Boy did Mir get his ass handed to him against freeman

----------


## USfighterFC

how do you download something from rapidshare?

----------


## 305GUY

awesome post i'll check em out later. reps to you if i could  :Big Grin:

----------


## USfighterFC

i never knew rickson gracies entrance music was the theme to "last of the mohicans"

----------


## BG

Good deal, your the man!!! :7up:

----------


## Panzerfaust

:1welcome:  

No autographs please....don't get me started on MMA bros...i have been doing it since 1999 and it is running in my veins...my goals are not for bodybuilding although i have been training like a BBer for the last year and a half to cut off the weight i had. Might actually start training full time again once i am comportable with my weight etc...I just cannot afford to do both at the same time...gym fees plus academy fees etc...way to much for my broke ass.

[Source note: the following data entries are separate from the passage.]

// Copyright 2024 The FlowGrid Authors
//
// Licensed under the Apache License, Version 2.0 (the "License");
// you may not use this file except in compliance with the License.
// You may obtain a copy of the License at
//
// https://www.apache.org/licenses/LICENSE-2.0
//
// Unless required by applicable law or agreed to in writing, software
// distributed under the License is distributed on an "AS IS" BASIS,
// WITHOUT WARRANTIES OR CONDITIONS OF ANY KIND, either express or implied.
// See the License for the specific language governing permissions and
// limitations under the License.

use assert_matches::assert_matches;
use flowgrid_lib::patch::PatchOp;
use flowgrid_lib::path::StorePath;
use flowgrid_lib::primitive::{Primitive, PrimitiveKind};
use flowgrid_lib::store::{diff, Store, StoreError, ValueKind};
use pretty_assertions::assert_eq;

#[test]
fn test_round_trip_all_kinds() {
    let mut store = Store::new();
    store.set(StorePath::from("/b"), true);
    store.set(StorePath::from("/u"), 7u32);
    store.set(StorePath::from("/s"), -7i32);
    store.set(StorePath::from("/f"), 0.25f32);
    store.set(StorePath::from("/str"), String::from("dsp"));

    assert_eq!(store.get::<bool>(&StorePath::from("/b")), Ok(true));
    assert_eq!(store.get::<u32>(&StorePath::from("/u")), Ok(7));
    assert_eq!(store.get::<i32>(&StorePath::from("/s")), Ok(-7));
    assert_eq!(store.get::<f32>(&StorePath::from("/f")), Ok(0.25));
    assert_eq!(
        store.get::<String>(&StorePath::from("/str")),
        Ok(String::from("dsp"))
    );

    // Another set overwrites; erase removes.
    store.set(StorePath::from("/u"), 8u32);
    assert_eq!(store.get::<u32>(&StorePath::from("/u")), Ok(8));
    assert_eq!(store.erase::<u32>(&StorePath::from("/u")), Some(8));
    assert_matches!(
        store.get::<u32>(&StorePath::from("/u")),
        Err(StoreError::NotFound { .. })
    );
}

#[test]
fn test_wrong_type() {
    let mut store = Store::new();
    store.set(StorePath::from("/x"), 1u32);
    assert_eq!(
        store.get::<String>(&StorePath::from("/x")),
        Err(StoreError::WrongType {
            path: StorePath::from("/x"),
            expected: ValueKind::Primitive(PrimitiveKind::String),
            actual: ValueKind::Primitive(PrimitiveKind::U32),
        })
    );
    // Set leaves also report their kind.
    store.insert_u32(&StorePath::from("/ids"), 3);
    assert_matches!(
        store.get::<u32>(&StorePath::from("/ids")),
        Err(StoreError::WrongType {
            actual: ValueKind::U32Set,
            ..
        })
    );
}

#[test]
fn test_snapshots_are_persistent() {
    let mut store = Store::new();
    store.set(StorePath::from("/v"), 1u32);
    store.insert_id_pair(&StorePath::from("/edges"), (1, 2));
    let snapshot = store.clone();

    store.set(StorePath::from("/v"), 2u32);
    store.erase_id_pair(&StorePath::from("/edges"), (1, 2));
    store.set(StorePath::from("/other"), true);

    assert_eq!(snapshot.get::<u32>(&StorePath::from("/v")), Ok(1));
    assert!(snapshot.has_id_pair(&StorePath::from("/edges"), (1, 2)));
    assert!(!snapshot.contains_primitive(&StorePath::from("/other")));
}

#[test]
fn test_diff_apply_law() {
    let mut a = Store::new();
    a.set(StorePath::from("/keep"), 1u32);
    a.set(StorePath::from("/drop"), String::from("bye"));
    a.set(StorePath::from("/flip"), false);
    a.insert_id_pair(&StorePath::from("/edges"), (1, 2));
    a.insert_u32(&StorePath::from("/muted"), 9);

    let mut b = a.clone();
    b.erase::<String>(&StorePath::from("/drop"));
    b.set(StorePath::from("/flip"), true);
    b.set(StorePath::from("/new"), -3i32);
    b.insert_id_pair(&StorePath::from("/edges"), (2, 3));
    b.erase_u32(&StorePath::from("/muted"), 9);
    b.insert_u32(&StorePath::from("/muted"), 4);

    let patch = diff(&a, &b, &StorePath::root());
    let mut replayed = a.clone();
    replayed.apply_patch(&patch);
    assert_eq!(replayed, b);
}

#[test]
fn test_diff_emits_per_index_vector_ops() {
    // Vectors are stored as per-index entries, so diffing two snapshots
    // yields per-index ops.
    let mut before = Store::new();
    before.set(StorePath::from("/v/0"), 10u32);
    before.set(StorePath::from("/v/1"), 11u32);
    before.set(StorePath::from("/v/2"), 12u32);

    let mut after = before.clone();
    after.set(StorePath::from("/v/1"), 99u32);
    after.erase::<u32>(&StorePath::from("/v/2"));

    let patch = diff(&before, &after, &StorePath::root());
    assert_eq!(patch.ops.len(), 2);
    assert_eq!(
        patch.ops.get(&StorePath::from("/v/1")),
        Some(&PatchOp::Replace {
            value: Primitive::U32(99),
            old: Primitive::U32(11),
        })
    );
    assert_eq!(
        patch.ops.get(&StorePath::from("/v/2")),
        Some(&PatchOp::Remove {
            old: Primitive::U32(12),
        })
    );
}

#[test]
fn test_diff_emits_per_element_set_ops() {
    let mut before = Store::new();
    before.insert_id_pair(&StorePath::from("/edges"), (1, 2));
    let mut after = before.clone();
    after.insert_id_pair(&StorePath::from("/edges"), (2, 3));
    after.erase_id_pair(&StorePath::from("/edges"), (1, 2));

    let patch = diff(&before, &after, &StorePath::root());
    assert_eq!(
        patch.ops.get(&StorePath::from("/edges/2-3")),
        Some(&PatchOp::Add {
            value: Primitive::String("2-3".into()),
        })
    );
    assert_eq!(
        patch.ops.get(&StorePath::from("/edges/1-2")),
        Some(&PatchOp::Remove {
            old: Primitive::String("1-2".into()),
        })
    );
}

#[test]
fn test_erase_primitive_tries_each_kind() {
    let mut store = Store::new();
    store.set(StorePath::from("/a"), 0.5f32);
    store.set(StorePath::from("/b"), String::from("x"));
    assert!(store.erase_primitive(&StorePath::from("/a")));
    assert!(store.erase_primitive(&StorePath::from("/b")));
    assert!(!store.erase_primitive(&StorePath::from("/a")));
}

#[test]
fn test_contains_counts_container_roots() {
    let mut store = Store::new();
    store.set(StorePath::from("/v/0"), 1u32);
    assert!(store.contains(&StorePath::from("/v")));
    assert!(!store.contains_primitive(&StorePath::from("/v")));
    store.insert_id_pair(&StorePath::from("/edges"), (1, 2));
    assert!(store.contains(&StorePath::from("/edges")));
}

#[test]
fn test_transient_commit_and_reset() {
    let mut transient = Store::new().transient();
    transient.store_mut().set(StorePath::from("/v"), 1u32);
    let (snapshot, patch) = transient.checked_commit();
    assert_eq!(patch.ops.len(), 1);
    assert_eq!(snapshot.get::<u32>(&StorePath::from("/v")), Ok(1));

    // Edits after a commit can be abandoned.
    transient.store_mut().set(StorePath::from("/v"), 2u32);
    assert!(transient.is_dirty());
    transient.reset();
    assert!(!transient.is_dirty());
    assert_eq!(transient.store().get::<u32>(&StorePath::from("/v")), Ok(1));

    // An empty commit produces an empty patch.
    let (_, patch) = transient.checked_commit();
    assert!(patch.is_empty());
}
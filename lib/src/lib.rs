// Copyright 2024 The FlowGrid Authors
//
// Licensed under the Apache License, Version 2.0 (the "License");
// you may not use this file except in compliance with the License.
// You may obtain a copy of the License at
//
// https://www.apache.org/licenses/LICENSE-2.0
//
// Unless required by applicable law or agreed to in writing, software
// distributed under the License is distributed on an "AS IS" BASIS,
// WITHOUT WARRANTIES OR CONDITIONS OF ANY KIND, either express or implied.
// See the License for the specific language governing permissions and
// limitations under the License.

//! The FlowGrid core: a typed, path-addressed persistent store with a
//! component tree projected over it, an action/gesture/undo system, project
//! persistence, and the multi-cursor text buffer.
//!
//! The GUI, the audio graph, and the file dialogs are external consumers:
//! they read committed state and communicate by enqueueing actions on the
//! [`engine::Engine`].

#![deny(unused_must_use)]

pub mod action;
pub mod component;
pub mod containers;
pub mod engine;
pub mod history;
pub mod patch;
pub mod path;
pub mod preferences;
pub mod primitive;
pub mod project;
pub mod settings;
pub mod store;
pub mod text;
// Copyright 2024 The FlowGrid Authors
//
// Licensed under the Apache License, Version 2.0 (the "License");
// you may not use this file except in compliance with the License.
// You may obtain a copy of the License at
//
// https://www.apache.org/licenses/LICENSE-2.0
//
// Unless required by applicable law or agreed to in writing, software
// distributed under the License is distributed on an "AS IS" BASIS,
// WITHOUT WARRANTIES OR CONDITIONS OF ANY KIND, either express or implied.
// See the License for the specific language governing permissions and
// limitations under the License.

use std::fmt::{Debug, Display, Error, Formatter};
use std::str::FromStr;

use serde::de::Deserializer;
use serde::ser::Serializer;
use serde::{Deserialize, Serialize};

/// A single segment of a [`StorePath`]. Non-empty and free of `/`.
#[derive(Clone, PartialEq, Eq, PartialOrd, Ord, Debug, Hash)]
pub struct PathComponent {
    value: String,
}

impl PathComponent {
    pub fn value(&self) -> &str {
        &self.value
    }
}

impl From<&str> for PathComponent {
    fn from(value: &str) -> Self {
        assert!(!value.is_empty());
        assert!(!value.contains('/'));
        PathComponent {
            value: value.to_owned(),
        }
    }
}

impl From<String> for PathComponent {
    fn from(value: String) -> Self {
        assert!(!value.is_empty());
        assert!(!value.contains('/'));
        PathComponent { value }
    }
}

/// A hierarchical key into the store. The root path is `/`; all other paths
/// are `/`-joined sequences of non-empty components.
///
/// Paths are immutable values. They hash and order by their components, so
/// they can key both hashed and ordered maps.
#[derive(Clone, Default, PartialEq, Eq, PartialOrd, Ord, Hash)]
pub struct StorePath {
    components: Vec<PathComponent>,
}

impl Debug for StorePath {
    fn fmt(&self, f: &mut Formatter<'_>) -> Result<(), Error> {
        write!(f, "{:?}", self.to_internal_string())
    }
}

impl Display for StorePath {
    fn fmt(&self, f: &mut Formatter<'_>) -> Result<(), Error> {
        write!(f, "{}", self.to_internal_string())
    }
}

impl StorePath {
    pub const SEPARATOR: char = '/';

    pub fn root() -> Self {
        StorePath { components: vec![] }
    }

    pub fn is_root(&self) -> bool {
        self.components.is_empty()
    }

    /// The full string form used internally and in serialized projects:
    /// a leading `/` followed by `/`-joined components (`/` for the root).
    pub fn to_internal_string(&self) -> String {
        if self.is_root() {
            return String::from("/");
        }
        let mut result = String::new();
        for component in &self.components {
            result.push(Self::SEPARATOR);
            result.push_str(component.value());
        }
        result
    }

    pub fn components(&self) -> &[PathComponent] {
        &self.components
    }

    /// Returns a new path with `component` appended.
    pub fn join(&self, component: impl Into<PathComponent>) -> StorePath {
        let mut components = self.components.clone();
        components.push(component.into());
        StorePath { components }
    }

    /// Returns a new path with all of `tail`'s components appended.
    pub fn concat(&self, tail: &StorePath) -> StorePath {
        let mut components = self.components.clone();
        components.extend(tail.components.iter().cloned());
        StorePath { components }
    }

    pub fn parent(&self) -> Option<StorePath> {
        match self.components.len() {
            0 => None,
            n => Some(StorePath {
                components: self.components[..n - 1].to_vec(),
            }),
        }
    }

    /// Splits into the parent path and the last component.
    pub fn split(&self) -> Option<(StorePath, &PathComponent)> {
        match self.components.len() {
            0 => None,
            n => Some((
                StorePath {
                    components: self.components[..n - 1].to_vec(),
                },
                &self.components[n - 1],
            )),
        }
    }

    pub fn last(&self) -> Option<&PathComponent> {
        self.components.last()
    }

    pub fn starts_with(&self, base: &StorePath) -> bool {
        self.components.len() >= base.components.len()
            && self.components[..base.components.len()] == base.components[..]
    }

    /// The path relative to `base`, or `None` if `base` is not an ancestor.
    /// `p.relative_to(&StorePath::root()) == Some(p)`.
    pub fn relative_to(&self, base: &StorePath) -> Option<StorePath> {
        if !self.starts_with(base) {
            return None;
        }
        Some(StorePath {
            components: self.components[base.components.len()..].to_vec(),
        })
    }
}

impl From<&str> for StorePath {
    fn from(value: &str) -> Self {
        StorePath {
            components: value
                .split(Self::SEPARATOR)
                .filter(|segment| !segment.is_empty())
                .map(PathComponent::from)
                .collect(),
        }
    }
}

impl FromStr for StorePath {
    type Err = std::convert::Infallible;

    fn from_str(s: &str) -> Result<Self, Self::Err> {
        Ok(StorePath::from(s))
    }
}

impl Serialize for StorePath {
    fn serialize<S: Serializer>(&self, serializer: S) -> Result<S::Ok, S::Error> {
        serializer.serialize_str(&self.to_internal_string())
    }
}

impl<'de> Deserialize<'de> for StorePath {
    fn deserialize<D: Deserializer<'de>>(deserializer: D) -> Result<Self, D::Error> {
        let s = String::deserialize(deserializer)?;
        Ok(StorePath::from(s.as_str()))
    }
}

#[cfg(test)]
mod tests {
    use super::*;

    #[test]
    fn test_root() {
        let root = StorePath::root();
        assert!(root.is_root());
        assert_eq!(root.to_internal_string(), "/");
        assert_eq!(root.parent(), None);
        assert_eq!(StorePath::from("/"), root);
        assert_eq!(StorePath::from(""), root);
    }

    #[test]
    fn test_join_and_split() {
        let path = StorePath::root().join("Audio").join("Graph");
        assert_eq!(path.to_internal_string(), "/Audio/Graph");
        assert_eq!(path.parent(), Some(StorePath::from("/Audio")));
        let (parent, last) = path.split().unwrap();
        assert_eq!(parent, StorePath::from("/Audio"));
        assert_eq!(last.value(), "Graph");
    }

    #[test]
    fn test_relative_to() {
        let path = StorePath::from("/Audio/Graph/Connections");
        let base = StorePath::from("/Audio");
        assert_eq!(
            path.relative_to(&base),
            Some(StorePath::from("/Graph/Connections"))
        );
        assert_eq!(path.relative_to(&StorePath::root()), Some(path.clone()));
        assert_eq!(path.relative_to(&StorePath::from("/Style")), None);
        assert!(path.starts_with(&base));
        assert!(!base.starts_with(&path));
    }

    #[test]
    fn test_ordering() {
        let mut paths = vec![
            StorePath::from("/b"),
            StorePath::from("/a/b"),
            StorePath::from("/a"),
            StorePath::root(),
        ];
        paths.sort();
        assert_eq!(
            paths,
            vec![
                StorePath::root(),
                StorePath::from("/a"),
                StorePath::from("/a/b"),
                StorePath::from("/b"),
            ]
        );
    }
}
// Copyright 2024 The FlowGrid Authors
//
// Licensed under the Apache License, Version 2.0 (the "License");
// you may not use this file except in compliance with the License.
// You may obtain a copy of the License at
//
// https://www.apache.org/licenses/LICENSE-2.0
//
// Unless required by applicable law or agreed to in writing, software
// distributed under the License is distributed on an "AS IS" BASIS,
// WITHOUT WARRANTIES OR CONDITIONS OF ANY KIND, either express or implied.
// See the License for the specific language governing permissions and
// limitations under the License.

//! A bounded history stack with a cursor (e.g. the node-inspection trail in
//! the graph view). Items live at `path/0..n`, the cursor at `path/Cursor`.

use crate::path::StorePath;
use crate::store::Store;

const CURSOR_SEGMENT: &str = "Cursor";

#[derive(Clone, Debug, Default, PartialEq)]
pub struct NavigableValue {
    pub value: Vec<u32>,
    pub cursor: u32,
    pub capacity: Option<usize>,
}

impl NavigableValue {
    pub fn with_capacity(capacity: Option<usize>) -> Self {
        NavigableValue {
            capacity,
            ..NavigableValue::default()
        }
    }

    pub fn refresh(&mut self, store: &Store, path: &StorePath) {
        self.value = read_items(store, path);
        self.cursor = store.find::<u32>(&cursor_path(path)).unwrap_or(0);
    }

    pub fn is_empty(&self) -> bool {
        self.value.is_empty()
    }

    pub fn current(&self) -> Option<u32> {
        self.value.get(self.cursor as usize).copied()
    }

    pub fn can_move_back(&self) -> bool {
        !self.value.is_empty() && self.cursor > 0
    }

    pub fn can_move_forward(&self) -> bool {
        !self.value.is_empty() && (self.cursor as usize) < self.value.len() - 1
    }
}

fn cursor_path(path: &StorePath) -> StorePath {
    path.join(CURSOR_SEGMENT)
}

fn index_path(path: &StorePath, i: usize) -> StorePath {
    path.join(i.to_string())
}

fn read_items(store: &Store, path: &StorePath) -> Vec<u32> {
    let mut items = vec![];
    let mut i = 0;
    while let Some(item) = store.find::<u32>(&index_path(path, i)) {
        items.push(item);
        i += 1;
    }
    items
}

fn write_items(store: &mut Store, path: &StorePath, items: &[u32]) {
    for (i, item) in items.iter().enumerate() {
        store.set(index_path(path, i), *item);
    }
    let mut i = items.len();
    while store.contains_kind::<u32>(&index_path(path, i)) {
        store.erase::<u32>(&index_path(path, i));
        i += 1;
    }
}

/// Truncates any forward tail past the cursor, then appends. Overflowing a
/// bounded stack drops the oldest entry.
pub fn push(store: &mut Store, path: &StorePath, id: u32, capacity: Option<usize>) {
    let mut items = read_items(store, path);
    let cursor = store.find::<u32>(&cursor_path(path)).unwrap_or(0) as usize;
    if !items.is_empty() {
        items.truncate(cursor + 1);
    }
    items.push(id);
    if let Some(capacity) = capacity {
        while items.len() > capacity {
            items.remove(0);
        }
    }
    write_items(store, path, &items);
    store.set(cursor_path(path), (items.len() - 1) as u32);
}

pub fn move_back(store: &mut Store, path: &StorePath) {
    let cursor = store.find::<u32>(&cursor_path(path)).unwrap_or(0);
    store.set(cursor_path(path), cursor.saturating_sub(1));
}

pub fn move_forward(store: &mut Store, path: &StorePath) {
    let items = read_items(store, path);
    if items.is_empty() {
        return;
    }
    let cursor = store.find::<u32>(&cursor_path(path)).unwrap_or(0);
    store.set(
        cursor_path(path),
        (cursor + 1).min((items.len() - 1) as u32),
    );
}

I started with Rickson in 1999 and last trained at Gracie Barra.

----------


## BOUNCER

Right I'm a dumbass, how do I view those video's?

----------


## BOUNCER

> Right I'm a dumbass, how do I view those video's?



Ermmmmm, BUMP!

----------


## USfighterFC

the megauploads i have no idea how to view. the rapidshare videos there is a link to click them and you have to wait 45 seconds after you click it to be able to download it

----------


## Big

For the megauploads, there is a little block with a timer counting down near the upper right of the page, when the timer reaches zero it will change to a download link. It's a bit of a pain in the arse but the vids are worth it.

----------


## Panzerfaust

Glad to see you all are enjoying my early Christmas present for you all.  :LOL:

----------


## Ammar

Does anyone know if Pride Shockwave will be on Comcast?? Because they dont list it on their site as being broadcast on Comcast, only on Direct TV and Dish Network.

----------


## davinci191

> Does anyone know if Pride Shockwave will be on Comcast?? Because they dont list it on their site as being broadcast on Comcast, only on Direct TV and Dish Network.


It will be on comcast New Years Day. Don't fret.

----------


## Panzerfaust

Yesm Comcast will have it...

Support Wand!

----------


## Ammar

Alright good stuff cuz it worried me when they didnt list it on their website.

----------